According to DRAMeXchange, in 1HJul. DRAM contract price trend fell for the first time this year; average 4GB chip price was US$20.25, representing a 4.71% decrease, and lowest traded price was US$20 even.
Average 2GB chip price remained around US$11.25. Initially, the peak sales season was expected to stimulate demand in the second half of the year, but currently there is no sign of back-to-school momentum evident in PC OEMs’ monthly shipment figures. Additionally, as manufacturers have not made capacity cuts, TrendForce concludes the oversupply situation will not see improvement anytime soon.

Since PC OEMs are all showing high inventory levels, their top priority is to find a way to reduce inventory and mitigate potential losses from the DRAM price decline, likely to continue in the sluggish DRAM market. Suppliers are hoping 4GB price will not fall below the US$20 mark in July.

At such figures, even the maker with the most market share would not see profits. If DRAM price continues to fall, another round of capacity cuts is inevitable. Until the industry sees new demand stimulation, supply and demand can only be balanced through supply-side capacity adjustments.

Currently, both server and mobile DRAM price are on a downtrend, a reflection of the oversupply situation. DRAM makers’ only option is to cut back on PC DRAM production; it is unlikely other market mechanisms will help ease the price decline.

Micron-Elpida merger details emerge, but no help to supply and demand balance as PC DRAM capacity will remain unchanged in near future

Micron and Elpida’s July 2 joint announcement reveals that a total of US$2.5 billion will be used to satisfy the reorganization claims of Elpida's creditors. Micron will acquire 100 percent of the equity of Elpida for US$750 million, while Micron will pay an additional US$1.75 billion for foundry services provided by Elpida, in the form of future annual installment payments through 2019. Thus, the details of the Micron-Elpida merger are mostly settled.

100K Elpida’s Hiroshima fab, Rexchip’s 75K, and Micron and Inotera’s 200K, Powerchip is in talks to license Micron’s sub-20nm process technology for commodity DRAM production, the Micron group is looking at around 400K total capacity, squeezing out SK Hynix for second-place market share.

TrendForce indicates, after the merger is complete, production at Elpida’s Hiroshima fab will still be focused on mobile DRAM, and Apple and other tablet PC manufacturers will remain the suppliers’ biggest clients. Rexchip’s output levels will also stay the same; the maker will continue to produce 30nm products, the majority of which will be PC DRAM, for Elpida at fully loaded capacity.

Initially, the industry had hoped Micron’s acquisition of Elpida would result in some DRAM capacity withdrawal; with a portion of production reallocated to NAND flash products, DRAM oversupply would see some relief.
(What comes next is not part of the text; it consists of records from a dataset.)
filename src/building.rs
//! Building types are archetypes shared by one or more real buildings in a scenario.
use crate::id::{define_id_getter, define_id_type};
use indexmap::IndexMap;
use serde::Deserialize;

define_id_type! {BuildingTypeID}

/// A map of [`BuildingType`]s, keyed by building type ID
pub type BuildingTypeMap = IndexMap<BuildingTypeID, BuildingType>;

/// A reusable building archetype with its geometry and thermal properties.
///
/// Areas are in m², U-values in W/(m²·K) and temperatures in °C.
#[derive(PartialEq, Debug, Deserialize, Clone)]
pub struct BuildingType {
    /// Unique identifier for the building type (e.g. "SFH_1960")
    pub id: BuildingTypeID,
    /// Human-readable name
    pub name: String,
    /// Whether the building type has been removed by the user.
    ///
    /// Building types are never removed from a project, only flagged as deleted.
    #[serde(default)]
    pub deleted: bool,
    /// Heated floor area of one building
    pub floor_area: f64,
    /// Opaque facade area
    pub facade_area: f64,
    /// Window area
    pub window_area: f64,
    /// Roof area
    pub roof_area: f64,
    /// Area of the floor slab or basement ceiling
    pub basement_area: f64,
    /// Number of storeys
    pub floor_count: u32,
    /// Perimeter of the building footprint (m)
    pub perimeter: f64,
    /// U-value of the facade
    pub u_facade: f64,
    /// U-value of the windows
    pub u_window: f64,
    /// U-value of the roof
    pub u_roof: f64,
    /// U-value of the floor slab or basement ceiling
    pub u_basement: f64,
    /// Design indoor temperature
    pub indoor_temperature: f64,
}
define_id_getter! {BuildingType, BuildingTypeID}

impl BuildingType {
    /// Iterate over the numeric properties with their names, for validation
    pub fn iter_quantities(&self) -> impl Iterator<Item = (&'static str, f64)> {
        [
            ("floor_area", self.floor_area),
            ("facade_area", self.facade_area),
            ("window_area", self.window_area),
            ("roof_area", self.roof_area),
            ("basement_area", self.basement_area),
            ("perimeter", self.perimeter),
            ("u_facade", self.u_facade),
            ("u_window", self.u_window),
            ("u_roof", self.u_roof),
            ("u_basement", self.u_basement),
        ]
        .into_iter()
    }
}
//! Code related to CLI commands for managing the settings file.
use crate::settings::{Settings, get_settings_file_path};
use anyhow::{Context, Result};
use clap::Subcommand;
use std::fs;

/// The available subcommands for managing the settings file.
#[derive(Subcommand)]
pub enum SettingsSubcommands {
    /// Show the contents of the current settings file, if there is one.
    Show,
    /// Show the default settings file contents.
    ShowDefault,
    /// Print the path to the settings file.
    Path,
}

impl SettingsSubcommands {
    /// Execute the supplied settings subcommand
    pub fn execute(self) -> Result<()> {
        match self {
            Self::Show => handle_show_command()?,
            Self::ShowDefault => handle_show_default_command()?,
            Self::Path => handle_path_command(),
        }

        Ok(())
    }
}

/// Handle the `settings show` command.
fn handle_show_command() -> Result<()> {
    let file_path = get_settings_file_path();
    if !file_path.is_file() {
        eprintln!(
            "No settings file found at {}; default settings are in use.",
            file_path.display()
        );
        return Ok(());
    }

    let contents = fs::read_to_string(&file_path)
        .with_context(|| format!("Could not read {}", file_path.display()))?;
    print!("{contents}");

    Ok(())
}

/// Handle the `settings show-default` command.
fn handle_show_default_command() -> Result<()> {
    print!("{}", Settings::default_file_contents()?);
    Ok(())
}

/// Handle the `settings path` command.
fn handle_path_command() {
    println!("{}", get_settings_file_path().display());
}
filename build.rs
fn main() {
    built::write_built_file().expect("Failed to acquire build-time information");
}
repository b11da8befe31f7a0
//! Scenarios are the what-if cases compared within a project.
use crate::building::BuildingTypeID;
use crate::energy_system::EnergySystemID;
use crate::id::{define_id_getter, define_id_type};
use crate::measure::{MeasureCategory, MeasureID};
use indexmap::IndexMap;
use serde_string_enum::DeserializeLabeledStringEnum;
use strum::Display;

define_id_type! {ScenarioID}

/// A map of [`Scenario`]s, keyed by scenario ID
pub type ScenarioMap = IndexMap<ScenarioID, Scenario>;

/// How the energy cost over a system's lifetime is calculated
#[derive(PartialEq, Eq, Debug, Clone, Copy, Default, DeserializeLabeledStringEnum, Display)]
#[strum(serialize_all = "snake_case")]
pub enum LifetimeEnergyCostMode {
    /// The carrier's projected price is paid in every year
    #[default]
    #[string = "projected_price"]
    ProjectedPrice,
    /// The carrier's current price increases by its annual price increase every year
    #[string = "annual_increase"]
    AnnualIncrease,
}

/// A what-if case assigning energy systems and renovation measures to building types
#[derive(PartialEq, Debug, Clone)]
pub struct Scenario {
    /// Unique identifier for the scenario (e.g. "DEEP_RENO")
    pub id: ScenarioID,
    /// Human-readable name
    pub name: String,
    /// Free-text description
    pub description: String,
    /// How lifetime energy costs are calculated for this scenario
    pub energy_cost_mode: LifetimeEnergyCostMode,
    /// The building types in this scenario and what is done to them
    pub building_types: IndexMap<BuildingTypeID, ScenarioInfo>,
}
define_id_getter! {Scenario, ScenarioID}

/// What a scenario does with one building type
#[derive(PartialEq, Debug, Clone)]
pub struct ScenarioInfo {
    /// The building type
    pub building_type_id: BuildingTypeID,
    /// Number of buildings of this type
    pub building_count: u32,
    /// Annual heating need of one building (kWh/a)
    pub heating_need: f64,
    /// The energy system supplying these buildings, if any
    pub energy_system_id: Option<EnergySystemID>,
    /// The renovation measure selected for each category, if any
    pub measures: IndexMap<MeasureCategory, MeasureID>,
}

impl ScenarioInfo {
    /// Annual heating need of all buildings of this type
    pub fn total_heating_need(&self) -> f64 {
        self.heating_need * f64::from(self.building_count)
    }

    /// Get the measure selected for a category
    pub fn measure_id(&self, category: MeasureCategory) -> Option<&MeasureID> {
        self.measures.get(&category)
    }
}
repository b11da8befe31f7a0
//! Piecewise-linear interpolation over sampled cost curves.
//!
//! Every cost, maintenance and embodied-impact figure for an energy system is looked up from a
//! curve sampled at increasing system sizes. Inputs outside the sampled range are clamped to the
//! first or last sample rather than extrapolated.
use thiserror::Error;

/// Reasons why a pair of sequences cannot be interpolated
#[derive(Error, Debug, Clone, PartialEq, Eq)]
pub enum CurveError {
    /// There are no samples
    #[error("Curve has no points")]
    Empty,
    /// The two sequences differ in length
    #[error("Curve has {x_len} x values but {y_len} y values")]
    LengthMismatch {
        /// Number of independent values
        x_len: usize,
        /// Number of dependent values
        y_len: usize,
    },
    /// The independent values are not strictly increasing
    #[error("Curve x values must be strictly increasing")]
    NotStrictlyIncreasing,
    /// The dependent values decrease somewhere
    #[error("Curve y values must not decrease")]
    Decreasing,
}

/// Check whether `seq` is monotonically increasing.
///
/// If `strict` is true, adjacent equal values are rejected too. Sequences with fewer than two
/// elements are always monotonic.
pub fn monotonic_increasing(seq: &[f64], strict: bool) -> bool {
    seq.windows(2).all(|pair| {
        // NB: NaN fails both comparisons
        if strict {
            pair[1] > pair[0]
        } else {
            pair[1] >= pair[0]
        }
    })
}

/// Check that `xs` and `ys` describe a curve which can be interpolated
fn check_curve(xs: &[f64], ys: &[f64]) -> Result<(), CurveError> {
    if xs.len() != ys.len() {
        return Err(CurveError::LengthMismatch {
            x_len: xs.len(),
            y_len: ys.len(),
        });
    }
    if xs.is_empty() {
        return Err(CurveError::Empty);
    }
    if !monotonic_increasing(xs, true) {
        return Err(CurveError::NotStrictlyIncreasing);
    }
    if !monotonic_increasing(ys, false) {
        return Err(CurveError::Decreasing);
    }

    Ok(())
}

/// The line through `(x1, y1)` and `(x2, y2)`, evaluated at `x`.
///
/// Returns NaN if `x1 == x2`.
fn interpolate_point(x1: f64, y1: f64, x2: f64, y2: f64, x: f64) -> f64 {
    (y1 * (x2 - x) + y2 * (x - x1)) / (x2 - x1)
}

/// Linearly interpolate the curve sampled at `xs`/`ys` at `x`.
///
/// Values of `x` before the first sample return the first `y` and values at or after the last
/// sample return the last `y`.
///
/// # Errors
///
/// Fails if the sequences are empty, differ in length, `xs` is not strictly increasing or `ys`
/// decreases anywhere.
pub fn interpolate(xs: &[f64], ys: &[f64], x: f64) -> Result<f64, CurveError> {
    check_curve(xs, ys)?;

    if x <= xs[0] {
        return Ok(ys[0]);
    }

    for i in 0..xs.len() - 1 {
        if x < xs[i + 1] {
            return Ok(interpolate_point(xs[i], ys[i], xs[i + 1], ys[i + 1], x));
        }
    }

    // Validated as non-empty above
    Ok(ys[ys.len() - 1])
}

/// A cost (or impact) as a function of system size
#[derive(Debug, Clone, PartialEq)]
pub struct CostCurve {
    /// System sizes at which the curve is sampled (kW)
    pub sizes: Vec<f64>,
    /// The value at each size
    pub values: Vec<f64>,
}

impl CostCurve {
    /// Create a new [`CostCurve`], checking that it can be interpolated
    pub fn new(sizes: Vec<f64>, values: Vec<f64>) -> Result<Self, CurveError> {
        check_curve(&sizes, &values)?;
        Ok(Self { sizes, values })
    }

    /// Look up the value of the curve for a system of the given size
    pub fn value_at(&self, size: f64) -> Result<f64, CurveError> {
        interpolate(&self.sizes, &self.values, size)
    }
}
However, due to the large amount of cash required to make such adjustments and the fact that the NAND flash market outlook for the second half of this year is not as optimistic as initially expected, capacity changes may be delayed.

As DRAM industry supply was already slightly in excess for the first half of 2012, factoring in macroeconomic uncertainties for the second half of the year, PC makers have lowered their shipment targets for 2012, which will only serve to exacerbate the oversupply situation.

Based on the 2012 PC shipment growth forecast of 3.3%, the PC DRAM yearly sufficiency ratio will be greater than 15%, and the mild price uptrend is unlikely to continue in the second half of the year. If manufacturers remain at the current fully loaded capacity, even if peak sales season and back-to-school demand is satisfactory, it is unlikely 4GB price will exceed the US$21.5 mark again this year.

In such a case, PC DRAM price will likely see two divergent trends: manufacturers, such as the Korean suppliers, who produce relatively little PC DRAM will be able to maintain high contract prices as they face little inventory pressure, while makers with higher PC DRAM production ratios will have no choice but to accept low to medium contract prices in order to move inventory.

Thus, TrendForce expects the gap between highest and lowest PC DRAM contract prices will expand in the second half of the year.